DC will allocate $10 million to establish and support the new office, and the mayor said she will seek reimbursement for part of that funding through the Federal Emergency Management Agency.

The time-limited emergency declaration offers Bowser and her administration more power and flexibility, meaning officials will be able to mobilize people and resources faster and seek federal financial assistance, she said Thursday.
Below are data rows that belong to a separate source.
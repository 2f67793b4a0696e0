//! Error types for the PDF writer.
//!
//! This module defines all error types that can occur while assembling and
//! writing a PDF file.

use std::fmt;

/// Result type alias for PDF writer operations.
pub type Result<T> = std::result::Result<T, Error>;

/// Phase of the write pass in which an I/O failure happened.
#[derive(Debug, Clone, Copy, PartialEq, Eq)]
pub enum WritePhase {
    /// `%PDF-x.y` line and binary marker
    Header,
    /// Body of the given indirect object
    Object(u32),
    /// `xref` section
    CrossReference,
    /// Trailer dictionary, `startxref` and `%%EOF`
    Trailer,
    /// Final flush of the sink
    Flush,
}

impl fmt::Display for WritePhase {
    fn fmt(&self, f: &mut fmt::Formatter<'_>) -> fmt::Result {
        match self {
            WritePhase::Header => write!(f, "header"),
            WritePhase::Object(n) => write!(f, "object {}", n),
            WritePhase::CrossReference => write!(f, "cross-reference table"),
            WritePhase::Trailer => write!(f, "trailer"),
            WritePhase::Flush => write!(f, "flush"),
        }
    }
}

/// Error types that can occur during PDF generation.
#[derive(Debug, thiserror::Error)]
#[allow(clippy::enum_variant_names)]
pub enum Error {
    /// Compression level outside -1..=9
    #[error("Invalid compression level: {0} (expected -1..=9)")]
    InvalidCompressionLevel(i32),

    /// Decompressed output grew past the configured ceiling
    #[error("Decompressed size exceeds limit of {limit} bytes")]
    DecompressedSizeExceeded {
        /// Ceiling in bytes
        limit: usize,
    },

    /// Compressed input is malformed or truncated
    #[error("Corrupt compressed stream: {0}")]
    CorruptStream(String),

    /// `write` called after `close`
    #[error("Writer is closed")]
    WriterClosed,

    /// `write` called again after a pass reached the sink
    #[error("Writer already produced a document")]
    AlreadyWritten,

    /// Object number that was never allocated (0 is reserved)
    #[error("Invalid object number: {0}")]
    InvalidObjectNumber(u32),

    /// An allocated object has no recorded offset
    #[error("Object {0} was allocated but never written")]
    MissingObject(u32),

    /// Document failed structural validation
    #[error("Invalid document: {0}")]
    InvalidDocument(String),

    /// I/O failure during a specific phase of the write pass
    #[error("I/O error while writing {phase}: {source}")]
    Write {
        /// Phase that failed
        phase: WritePhase,
        /// Underlying error
        #[source]
        source: std::io::Error,
    },

    /// IO error
    #[error("IO error: {0}")]
    Io(#[from] std::io::Error),
}

impl Error {
    /// Wrap an I/O error with the phase it occurred in.
    pub fn write(phase: WritePhase, source: std::io::Error) -> Self {
        Error::Write { phase, source }
    }

    /// Shorthand for a document validation failure.
    pub fn invalid_document(reason: impl Into<String>) -> Self {
        Error::InvalidDocument(reason.into())
    }
}

#[cfg(test)]
mod tests {
    use super::*;

    #[test]
    fn test_error_display() {
        let err = Error::InvalidCompressionLevel(10);
        assert_eq!(err.to_string(), "Invalid compression level: 10 (expected -1..=9)");

        let err = Error::DecompressedSizeExceeded { limit: 1024 };
        assert_eq!(err.to_string(), "Decompressed size exceeds limit of 1024 bytes");

        let err = Error::WriterClosed;
        assert_eq!(err.to_string(), "Writer is closed");

        let err = Error::AlreadyWritten;
        assert_eq!(err.to_string(), "Writer already produced a document");

        let err = Error::MissingObject(7);
        assert_eq!(err.to_string(), "Object 7 was allocated but never written");
    }

    #[test]
    fn test_write_error_carries_phase() {
        let io = std::io::Error::new(std::io::ErrorKind::BrokenPipe, "pipe closed");
        let err = Error::write(WritePhase::Object(3), io);
        assert_eq!(err.to_string(), "I/O error while writing object 3: pipe closed");
        assert!(std::error::Error::source(&err).is_some());

        match err {
            Error::Write { phase, .. } => assert_eq!(phase, WritePhase::Object(3)),
            _ => panic!("Wrong error type"),
        }
    }

    #[test]
    fn test_phase_display() {
        assert_eq!(WritePhase::Header.to_string(), "header");
        assert_eq!(WritePhase::CrossReference.to_string(), "cross-reference table");
        assert_eq!(WritePhase::Trailer.to_string(), "trailer");
        assert_eq!(WritePhase::Flush.to_string(), "flush");
    }

    #[test]
    fn test_io_error_conversion() {
        let io_err = std::io::Error::new(std::io::ErrorKind::NotFound, "file not found");
        let err: Error = io_err.into();
        assert!(matches!(err, Error::Io(_)));
    }

    #[test]
    fn test_error_is_send_sync() {
        fn assert_send<T: Send>() {}
        fn assert_sync<T: Sync>() {}
        assert_send::<Error>();
        assert_sync::<Error>();
    }
}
Bowser added she will send emergency legislation to the DC Council to codify the new office.

The DC Mayor criticized Abbott and Ducey for their roles in creating the “growing humanitarian crisis,” but also took aim at the federal response, which she said “has been lacking in some respects.”

Last month, the Department of Defense denied for the second time Bowser’s request to activate DC’s National Guard.

The Pentagon, according to a copy of the rejection letter reviewed by CNN, said it “would not be appropriate” to use the DC National Guard and that the Defense Department “cannot fulfill your request.”

Bowser reacted to the rejection in a statement on Twitter at the time, saying, “We are going to move forward with our planning to ensure that when people are coming through DC on their way to their final destination that we have a humane setting for them.”

She echoed that message on Thursday, vowing that the District will “continue to work with partners to advance what we need and ensure our systems in DC are not broken by a crisis that is certainly not of our making.”